## SOURCE MATERIAL:
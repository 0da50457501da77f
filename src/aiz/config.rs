// SPDX-License-Identifier: MIT

//! Application configuration: a YAML file with `${VAR}` expansion, or the
//! process environment

use crate::adk::error::AizError;
use crate::adk::graph::{CancellationPolicy, DEFAULT_RECURSION_LIMIT};
use crate::adk::model::ProviderConfig;
use crate::aiz::tools::{DEFAULT_EXECUTOR_TIMEOUT, DEFAULT_HELP_TIMEOUT};
use serde::{Deserialize, Serialize};
use serde_yaml::Value;
use std::path::Path;
use std::time::Duration;

/// Environment variables read by [`AppConfig::from_env`], keyed by the
/// provider field they fill
const ENV_FIELDS: &[(&str, &[&str])] = &[
    ("provider", &["AIZ_PROVIDER"]),
    ("model_id", &["AIZ_MODEL_ID"]),
    ("api_key", &["ANTHROPIC_API_KEY"]),
    ("aws_access_key_id", &["AWS_ACCESS_KEY_ID"]),
    ("aws_secret_access_key", &["AWS_SECRET_ACCESS_KEY"]),
    ("aws_session_token", &["AWS_SESSION_TOKEN"]),
    ("region_name", &["AWS_REGION", "AWS_DEFAULT_REGION"]),
];

/// Knobs for the agent graphs and their tools
#[derive(Debug, Clone, PartialEq, Serialize, Deserialize)]
#[serde(default)]
pub struct AgentSettings {
    pub executor_timeout_secs: u64,
    pub help_timeout_secs: u64,
    pub recursion_limit: u32,
    pub on_cancel: CancellationPolicy,
}

impl Default for AgentSettings {
    fn default() -> Self {
        Self {
            executor_timeout_secs: DEFAULT_EXECUTOR_TIMEOUT.as_secs(),
            help_timeout_secs: DEFAULT_HELP_TIMEOUT.as_secs(),
            recursion_limit: DEFAULT_RECURSION_LIMIT,
            on_cancel: CancellationPolicy::default(),
        }
    }
}

impl AgentSettings {
    pub fn executor_timeout(&self) -> Duration {
        Duration::from_secs(self.executor_timeout_secs)
    }

    pub fn help_timeout(&self) -> Duration {
        Duration::from_secs(self.help_timeout_secs)
    }
}

#[derive(Debug, Clone, Default, PartialEq, Serialize, Deserialize)]
pub struct AppConfig {
    #[serde(default)]
    pub provider: ProviderConfig,
    #[serde(default)]
    pub settings: AgentSettings,
}

impl AppConfig {
    /// Load a YAML configuration file
    pub fn load(path: impl AsRef<Path>) -> Result<Self, AizError> {
        let path = path.as_ref();
        log::info!("Loading configuration from {}", path.display());
        let text = std::fs::read_to_string(path)?;
        Self::from_yaml_str(&text)
    }

    /// Parse YAML text, expanding `${VAR}` in string values.
    ///
    /// Entries that reference an unset variable are dropped.
    pub fn from_yaml_str(text: &str) -> Result<Self, AizError> {
        let raw: Value = serde_yaml::from_str(text)?;
        let expanded = expand_env(raw).unwrap_or(Value::Null);
        if expanded.is_null() {
            return Ok(Self::default());
        }
        Ok(serde_yaml::from_value(expanded)?)
    }

    /// Provider mapping built from the process environment
    pub fn from_env() -> Self {
        Self::from_lookup(|key| std::env::var(key).ok())
    }

    fn from_lookup(lookup: impl Fn(&str) -> Option<String>) -> Self {
        let mut provider = ProviderConfig::new();
        for (field, vars) in ENV_FIELDS {
            let value = vars
                .iter()
                .filter_map(|var| lookup(*var))
                .find(|v| !v.is_empty());
            if let Some(value) = value {
                provider.set(*field, value);
            }
        }
        Self {
            provider,
            settings: AgentSettings::default(),
        }
    }

    /// Command-line overrides for the provider mapping
    pub fn with_overrides(mut self, provider: Option<&str>, model_id: Option<&str>) -> Self {
        if let Some(provider) = provider {
            self.provider.set("provider", provider);
        }
        if let Some(model_id) = model_id {
            self.provider.set("model_id", model_id);
        }
        self
    }
}

fn expand_env(value: Value) -> Option<Value> {
    match value {
        Value::String(s) => match shellexpand::env(&s) {
            Ok(expanded) => Some(Value::String(expanded.into_owned())),
            Err(e) => {
                log::debug!("Dropping configuration value: {}", e);
                None
            }
        },
        Value::Mapping(map) => Some(Value::Mapping(
            map.into_iter()
                .filter_map(|(k, v)| expand_env(v).map(|v| (k, v)))
                .collect(),
        )),
        Value::Sequence(items) => Some(Value::Sequence(
            items.into_iter().filter_map(expand_env).collect(),
        )),
        other => Some(other),
    }
}
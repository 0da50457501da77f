// SPDX-License-Identifier: MIT

use crate::adk::agent::GraphAgent;
use crate::adk::error::AizError;
use crate::adk::graph::{
    ActionNode, Branch, GeneratorRouter, GraphBuilder, NodeKind, ReasoningNode, Target,
    ToolRegistry,
};
use crate::adk::model::Model;
use crate::adk::tool::Tool;
use crate::aiz::config::AgentSettings;
use crate::aiz::prompts::GENERATOR_INSTRUCTIONS;
use crate::aiz::tools::CommandHelpTool;
use std::sync::Arc;

pub const GENERATOR_AGENT: &str = "command_generator";

/// Generator tier with the shell-backed `command_help` tool
pub fn build_generator_agent(
    model: Arc<dyn Model>,
    settings: &AgentSettings,
) -> Result<GraphAgent, AizError> {
    let help: Arc<dyn Tool> = Arc::new(CommandHelpTool::new().with_timeout(settings.help_timeout()));
    build_generator_agent_with_tools(model, vec![help], settings)
}

/// Generator tier: reason, consult tools while the model asks for them,
/// stop at the first plain answer
pub fn build_generator_agent_with_tools(
    model: Arc<dyn Model>,
    tools: Vec<Arc<dyn Tool>>,
    settings: &AgentSettings,
) -> Result<GraphAgent, AizError> {
    let tools = ToolRegistry::new(tools)?;

    let mut builder = GraphBuilder::new(GENERATOR_AGENT);
    builder
        .add_node(
            NodeKind::Reasoning,
            Arc::new(ReasoningNode::new(model, tools.clone())),
        )
        .add_node(NodeKind::Action, Arc::new(ActionNode::new(tools)))
        .add_conditional_edges(
            NodeKind::Reasoning,
            [
                (Branch::Action, Target::Node(NodeKind::Action)),
                (Branch::End, Target::End),
            ],
        )
        .add_edge(NodeKind::Action, Target::Node(NodeKind::Reasoning))
        .set_router(Arc::new(GeneratorRouter))
        .set_recursion_limit(settings.recursion_limit);

    let agent = GraphAgent::new(
        GENERATOR_AGENT,
        "Generates a single shell command for an objective",
        builder.compile()?,
    )
    .with_instructions(GENERATOR_INSTRUCTIONS);
    log::info!("Built agent {}", GENERATOR_AGENT);
    Ok(agent)
}
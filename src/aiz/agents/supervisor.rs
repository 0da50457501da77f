// SPDX-License-Identifier: MIT

use super::generator::build_generator_agent;
use crate::adk::agent::{GraphAgent, SubAgentTool};
use crate::adk::error::AizError;
use crate::adk::graph::{
    ActionNode, Branch, FormattingNode, GraphBuilder, NodeKind, ReasoningNode, SupervisorRouter,
    Target, ToolRegistry,
};
use crate::adk::model::Model;
use crate::adk::tool::Tool;
use crate::aiz::config::AgentSettings;
use crate::aiz::consent::ConsentProvider;
use crate::aiz::prompts::SUPERVISOR_INSTRUCTIONS;
use crate::aiz::tools::{CommandExecutorTool, COMMAND_EXECUTOR};
use std::sync::Arc;

pub const SUPERVISOR_AGENT: &str = "supervisor";
pub const GENERATOR_SPECIALIST: &str = "command_generator_specialist";

/// The generator agent behind the single-tool contract the supervisor sees
pub fn generator_specialist_tool(generator: Arc<GraphAgent>) -> SubAgentTool {
    SubAgentTool::new(
        GENERATOR_SPECIALIST,
        "Use this specialist agent to generate a precise shell command. \
         The input must be the user's full, original objective.",
        generator,
    )
}

/// Supervisor tier delegating to a generator on the same model and running
/// the result through the consent-gated executor
pub fn build_supervisor_agent(
    model: Arc<dyn Model>,
    consent: Arc<dyn ConsentProvider>,
    settings: &AgentSettings,
) -> Result<GraphAgent, AizError> {
    let generator = Arc::new(build_generator_agent(Arc::clone(&model), settings)?);
    let executor = CommandExecutorTool::new(consent).with_timeout(settings.executor_timeout());
    let tools: Vec<Arc<dyn Tool>> = vec![
        Arc::new(generator_specialist_tool(generator)),
        Arc::new(executor),
    ];
    build_supervisor_agent_with_tools(model, tools, settings)
}

/// Supervisor graph over an arbitrary tool set. The router treats
/// `command_executor` as the executor tool.
pub fn build_supervisor_agent_with_tools(
    model: Arc<dyn Model>,
    tools: Vec<Arc<dyn Tool>>,
    settings: &AgentSettings,
) -> Result<GraphAgent, AizError> {
    let tools = ToolRegistry::new(tools)?;
    let router = SupervisorRouter::new(COMMAND_EXECUTOR).with_cancellation_policy(settings.on_cancel);

    let mut builder = GraphBuilder::new(SUPERVISOR_AGENT);
    builder
        .add_node(
            NodeKind::Reasoning,
            Arc::new(
                ReasoningNode::new(model, tools.clone()).with_instructions(SUPERVISOR_INSTRUCTIONS),
            ),
        )
        .add_node(NodeKind::Action, Arc::new(ActionNode::new(tools)))
        .add_node(
            NodeKind::Formatting,
            Arc::new(FormattingNode::new(COMMAND_EXECUTOR)),
        )
        .add_conditional_edges(
            NodeKind::Reasoning,
            [
                (Branch::Action, Target::Node(NodeKind::Action)),
                (Branch::FinalOutput, Target::Node(NodeKind::Formatting)),
                (Branch::Reconsider, Target::Node(NodeKind::Reasoning)),
                (Branch::End, Target::End),
            ],
        )
        // After tools ran, only an executor result leaves the loop
        .add_conditional_edges(
            NodeKind::Action,
            [
                (Branch::Action, Target::Node(NodeKind::Action)),
                (Branch::FinalOutput, Target::Node(NodeKind::Formatting)),
                (Branch::Reconsider, Target::Node(NodeKind::Reasoning)),
                (Branch::End, Target::Node(NodeKind::Reasoning)),
            ],
        )
        .add_edge(NodeKind::Formatting, Target::End)
        .set_router(Arc::new(router))
        .set_recursion_limit(settings.recursion_limit);

    log::info!("Built agent {}", SUPERVISOR_AGENT);
    Ok(GraphAgent::new(
        SUPERVISOR_AGENT,
        "Generates, confirms and executes a shell command",
        builder.compile()?,
    ))
}
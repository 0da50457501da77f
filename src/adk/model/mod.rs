// SPDX-License-Identifier: MIT

//! Model module - defines the language model capability and its bindings
//!
//! This module provides the core Model trait and shared types.
//! Model implementations are in their own submodules:
//! - [anthropic] - Anthropic's Messages API
//! - [bedrock] - AWS Bedrock Converse API
//!
//! [provider] resolves a provider configuration mapping to one of them.

pub mod anthropic;
pub mod bedrock;
pub mod provider;
mod sigv4;

use crate::adk::error::ModelInvocationError;
use crate::adk::message::Message;
use crate::adk::runtime;
use crate::adk::tool::Tool;
use async_trait::async_trait;
use serde::{Deserialize, Serialize};
use std::sync::Arc;

pub use provider::{ProviderConfig, ProviderFactory};

/// Configuration for model generation
#[derive(Debug, Clone, Serialize, Deserialize, Default, PartialEq)]
pub struct GenerationConfig {
    pub temperature: Option<f32>,
    pub max_output_tokens: Option<u32>,
    pub top_p: Option<f32>,
    pub top_k: Option<u32>,
}

/// Core trait for language model bindings.
///
/// Implementations hold no per-run state, so one instance can serve any
/// number of concurrent runs.
#[async_trait]
pub trait Model: Send + Sync {
    /// Backend name, used in logs and errors
    fn provider(&self) -> &str;

    /// Produce the next assistant message for `history`, with `tools`
    /// declared to the model
    async fn generate_content(
        &self,
        history: &[Message],
        tools: Option<&[Arc<dyn Tool>]>,
    ) -> Result<Message, ModelInvocationError>;

    /// Blocking form of [`Model::generate_content`].
    ///
    /// Must not be called from inside an async runtime.
    fn generate_content_blocking(
        &self,
        history: &[Message],
        tools: Option<&[Arc<dyn Tool>]>,
    ) -> Result<Message, ModelInvocationError> {
        runtime::block_on(self.generate_content(history, tools))
            .map_err(|e| ModelInvocationError::Runtime(e.to_string()))?
    }
}

/// Text of the first system message, if any
pub(crate) fn extract_system_message(history: &[Message]) -> Option<&str> {
    history.iter().find_map(|m| match m {
        Message::System { content } => Some(content.as_str()),
        _ => None,
    })
}

/// Cut a string for log previews without splitting a character
pub(crate) fn preview(text: &str, max_chars: usize) -> &str {
    match text.char_indices().nth(max_chars) {
        Some((idx, _)) => &text[..idx],
        None => text,
    }
}
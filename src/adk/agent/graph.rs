// SPDX-License-Identifier: MIT

//! Graph Agent - runs a compiled graph over a freshly seeded conversation

use super::Agent;
use crate::adk::error::AizError;
use crate::adk::graph::{CompiledGraph, GraphEvent, RunResult};
use crate::adk::state::{ConversationState, SessionId};
use async_trait::async_trait;
use std::sync::Arc;
use tokio::sync::mpsc;

/// A compiled graph plus the system instructions its runs are seeded with
pub struct GraphAgent {
    name: String,
    description: String,
    graph: Arc<CompiledGraph>,
    instructions: Option<String>,
}

impl GraphAgent {
    pub fn new(name: impl Into<String>, description: impl Into<String>, graph: CompiledGraph) -> Self {
        Self {
            name: name.into(),
            description: description.into(),
            graph: Arc::new(graph),
            instructions: None,
        }
    }

    /// Seed every run with a `System` message carrying `instructions`
    pub fn with_instructions(mut self, instructions: impl Into<String>) -> Self {
        self.instructions = Some(instructions.into());
        self
    }

    pub fn description(&self) -> &str {
        &self.description
    }

    pub fn graph(&self) -> &CompiledGraph {
        &self.graph
    }

    /// Fresh conversation for `query`
    pub fn seed(&self, query: &str) -> ConversationState {
        ConversationState::seed(self.instructions.as_deref(), query)
    }

    pub async fn invoke(
        &self,
        query: &str,
        session: &SessionId,
        events: Option<&mpsc::Sender<GraphEvent>>,
    ) -> Result<RunResult, AizError> {
        log::info!("Agent {} handling query in {}", self.name, session);
        self.graph.invoke(self.seed(query), session, events).await
    }

    /// Blocking form of [`GraphAgent::invoke`]
    pub fn invoke_blocking(
        &self,
        query: &str,
        session: &SessionId,
        events: Option<&mpsc::Sender<GraphEvent>>,
    ) -> Result<RunResult, AizError> {
        log::info!("Agent {} handling query in {}", self.name, session);
        self.graph.invoke_blocking(self.seed(query), session, events)
    }
}

#[async_trait]
impl Agent for GraphAgent {
    fn name(&self) -> &str {
        &self.name
    }

    async fn run(&self, input: String) -> Result<String, AizError> {
        let result = self.invoke(&input, &SessionId::random(), None).await?;
        Ok(result.answer().unwrap_or_default().to_string())
    }

    async fn run_stream(
        &self,
        input: String,
        tx: mpsc::Sender<GraphEvent>,
    ) -> Result<String, AizError> {
        let result = self.invoke(&input, &SessionId::random(), Some(&tx)).await?;
        Ok(result.answer().unwrap_or_default().to_string())
    }
}
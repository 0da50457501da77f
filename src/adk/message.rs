// SPDX-License-Identifier: MIT

//! Conversation messages exchanged between agents, models and tools

use serde::{Deserialize, Serialize};
use serde_json::{Map, Value};

/// A tool invocation requested by the model
#[derive(Debug, Clone, PartialEq, Serialize, Deserialize)]
pub struct ToolCallRequest {
    /// Opaque id, unique within the assistant turn that carries it
    pub id: String,
    pub tool_name: String,
    #[serde(default)]
    pub arguments: Map<String, Value>,
}

impl ToolCallRequest {
    pub fn new(id: impl Into<String>, tool_name: impl Into<String>, arguments: Value) -> Self {
        let arguments = match arguments {
            Value::Object(map) => map,
            Value::Null => Map::new(),
            other => {
                // Keep non-object input visible so validation can reject it
                let mut map = Map::new();
                map.insert("input".to_string(), other);
                map
            }
        };
        Self {
            id: id.into(),
            tool_name: tool_name.into(),
            arguments,
        }
    }

    /// Arguments as a JSON object value
    pub fn arguments_value(&self) -> Value {
        Value::Object(self.arguments.clone())
    }
}

/// One entry of a conversation
#[derive(Debug, Clone, PartialEq, Serialize, Deserialize)]
#[serde(tag = "role", rename_all = "snake_case")]
pub enum Message {
    System {
        content: String,
    },
    User {
        content: String,
    },
    Assistant {
        content: String,
        #[serde(default, skip_serializing_if = "Vec::is_empty")]
        tool_calls: Vec<ToolCallRequest>,
    },
    #[serde(rename = "tool")]
    ToolResult {
        tool_call_id: String,
        name: String,
        content: String,
    },
}

impl Message {
    pub fn system(content: impl Into<String>) -> Self {
        Self::System {
            content: content.into(),
        }
    }

    pub fn user(content: impl Into<String>) -> Self {
        Self::User {
            content: content.into(),
        }
    }

    /// Assistant message without tool requests
    pub fn assistant(content: impl Into<String>) -> Self {
        Self::Assistant {
            content: content.into(),
            tool_calls: Vec::new(),
        }
    }

    pub fn assistant_with_calls(content: impl Into<String>, tool_calls: Vec<ToolCallRequest>) -> Self {
        Self::Assistant {
            content: content.into(),
            tool_calls,
        }
    }

    pub fn tool_result(
        tool_call_id: impl Into<String>,
        name: impl Into<String>,
        content: impl Into<String>,
    ) -> Self {
        Self::ToolResult {
            tool_call_id: tool_call_id.into(),
            name: name.into(),
            content: content.into(),
        }
    }

    /// Text content of the message
    pub fn content(&self) -> &str {
        match self {
            Self::System { content }
            | Self::User { content }
            | Self::Assistant { content, .. }
            | Self::ToolResult { content, .. } => content,
        }
    }

    /// Tool requests carried by an assistant message (empty otherwise)
    pub fn tool_calls(&self) -> &[ToolCallRequest] {
        match self {
            Self::Assistant { tool_calls, .. } => tool_calls,
            _ => &[],
        }
    }

    pub fn is_assistant(&self) -> bool {
        matches!(self, Self::Assistant { .. })
    }

    /// Name of the originating tool when this is a tool result
    pub fn tool_name(&self) -> Option<&str> {
        match self {
            Self::ToolResult { name, .. } => Some(name),
            _ => None,
        }
    }

    pub fn role(&self) -> &'static str {
        match self {
            Self::System { .. } => "system",
            Self::User { .. } => "user",
            Self::Assistant { .. } => "assistant",
            Self::ToolResult { .. } => "tool",
        }
    }
}
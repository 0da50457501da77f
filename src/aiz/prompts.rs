// SPDX-License-Identifier: MIT

//! System instructions for the two agent tiers

pub const GENERATOR_INSTRUCTIONS: &str = "\
You turn a user's objective into exactly one executable shell command.

You can call `command_help` to read the --help output of any command-line tool.

1. Work out which tool the objective needs (git, docker, ls, ...).
2. If you already know the exact syntax, answer right away.
3. If any flag or subcommand is uncertain, call `command_help` first and read the output.
4. Reply with the raw command only: no explanation, no markdown, no quotes.

Example: for \"squash the last 3 commits\" you might check `command_help` with \
{\"command\": \"git rebase\"} and then answer `git rebase -i HEAD~3`.";

pub const SUPERVISOR_INSTRUCTIONS: &str = "\
You orchestrate two tools to turn a user's request into an executed shell command.

Tools:
- `command_generator_specialist` produces the command. Pass it the user's full original request.
- `command_executor` runs a command after the user confirms it.

Steps:
1. Call `command_generator_specialist` with the request.
2. Take the command from its result and call `command_executor` with it.
3. Once the command has run, stop. Do not call any more tools.";
// SPDX-License-Identifier: MIT

//! Conversation state threaded through every step of a run

use super::error::GraphError;
use super::message::Message;
use serde::{Deserialize, Serialize};
use std::collections::HashSet;
use std::fmt;

/// Number of input characters kept when deriving a session id
const SESSION_PREFIX_CHARS: usize = 10;

/// Mutable record owned by exactly one run of the graph engine
#[derive(Debug, Clone, Default, PartialEq, Serialize, Deserialize)]
pub struct ConversationState {
    /// Append-only within a run
    pub messages: Vec<Message>,
    pub user_query: String,
    #[serde(default)]
    pub target_hint: Option<String>,
    #[serde(default)]
    pub final_answer: Option<String>,
}

impl ConversationState {
    /// Seed a run with optional system instructions and the user query
    pub fn seed(instructions: Option<&str>, user_query: impl Into<String>) -> Self {
        let user_query = user_query.into();
        let mut messages = Vec::with_capacity(2);
        if let Some(text) = instructions {
            messages.push(Message::system(text));
        }
        messages.push(Message::user(user_query.clone()));
        Self {
            messages,
            user_query,
            target_hint: None,
            final_answer: None,
        }
    }

    pub fn with_target_hint(mut self, hint: impl Into<String>) -> Self {
        self.target_hint = Some(hint.into());
        self
    }

    pub fn last_message(&self) -> Option<&Message> {
        self.messages.last()
    }

    /// Content of the most recent assistant message
    pub fn last_assistant_content(&self) -> Option<&str> {
        self.messages
            .iter()
            .rev()
            .find(|m| m.is_assistant())
            .map(Message::content)
    }

    /// Merge a node's partial update.
    ///
    /// Tool results must answer a request of the most recent assistant
    /// message, once each; anything else is rejected and the state is left
    /// unchanged.
    pub fn apply(&mut self, update: StateUpdate) -> Result<(), GraphError> {
        let turn_start = self
            .messages
            .iter()
            .rposition(Message::is_assistant)
            .unwrap_or(self.messages.len());
        let pending: Vec<&str> = self
            .messages
            .get(turn_start)
            .map(|m| m.tool_calls().iter().map(|c| c.id.as_str()).collect())
            .unwrap_or_default();
        let mut answered: HashSet<&str> = self.messages[turn_start..]
            .iter()
            .filter_map(|m| match m {
                Message::ToolResult { tool_call_id, .. } => Some(tool_call_id.as_str()),
                _ => None,
            })
            .collect();

        for message in &update.messages {
            if let Message::ToolResult { tool_call_id, .. } = message {
                if !pending.contains(&tool_call_id.as_str()) {
                    return Err(GraphError::OrphanToolResult(tool_call_id.clone()));
                }
                if !answered.insert(tool_call_id.as_str()) {
                    return Err(GraphError::DuplicateToolResult(tool_call_id.clone()));
                }
            }
        }

        self.messages.extend(update.messages);
        if let Some(answer) = update.final_answer {
            self.final_answer = Some(answer);
        }
        Ok(())
    }
}

/// Partial update returned by a node
#[derive(Debug, Clone, Default, PartialEq)]
pub struct StateUpdate {
    pub messages: Vec<Message>,
    pub final_answer: Option<String>,
}

impl StateUpdate {
    pub fn messages(messages: Vec<Message>) -> Self {
        Self {
            messages,
            final_answer: None,
        }
    }

    pub fn message(message: Message) -> Self {
        Self::messages(vec![message])
    }

    pub fn final_answer(answer: impl Into<String>) -> Self {
        Self {
            messages: Vec::new(),
            final_answer: Some(answer.into()),
        }
    }
}

/// Opaque identifier scoping one run
#[derive(Debug, Clone, PartialEq, Eq, Hash, Serialize, Deserialize)]
pub struct SessionId(String);

impl SessionId {
    pub fn new(id: impl Into<String>) -> Self {
        Self(id.into())
    }

    /// Fresh id for a top-level run
    pub fn random() -> Self {
        Self(format!("session-{}", uuid::Uuid::new_v4()))
    }

    /// Deterministic id from a prefix of the input.
    ///
    /// Inputs sharing their first characters map to the same id.
    pub fn derived(prefix: &str, input: &str) -> Self {
        let head: String = input.chars().take(SESSION_PREFIX_CHARS).collect();
        Self(format!("{}-{}", prefix, head))
    }

    pub fn as_str(&self) -> &str {
        &self.0
    }
}

impl fmt::Display for SessionId {
    fn fmt(&self, f: &mut fmt::Formatter<'_>) -> fmt::Result {
        f.write_str(&self.0)
    }
}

## YOUR INSTRUCTIONS:
Would you print exactly and only the lines of the material above that run from the line with "Model implementations are" through the line with "pub mod bedrock;", both included?

## SOLUTION FOR THIS TASK:
//! Model implementations are in their own submodules:
//! - [anthropic] - Anthropic's Messages API
//! - [bedrock] - AWS Bedrock Converse API
//!
//! [provider] resolves a provider configuration mapping to one of them.

pub mod anthropic;
pub mod bedrock;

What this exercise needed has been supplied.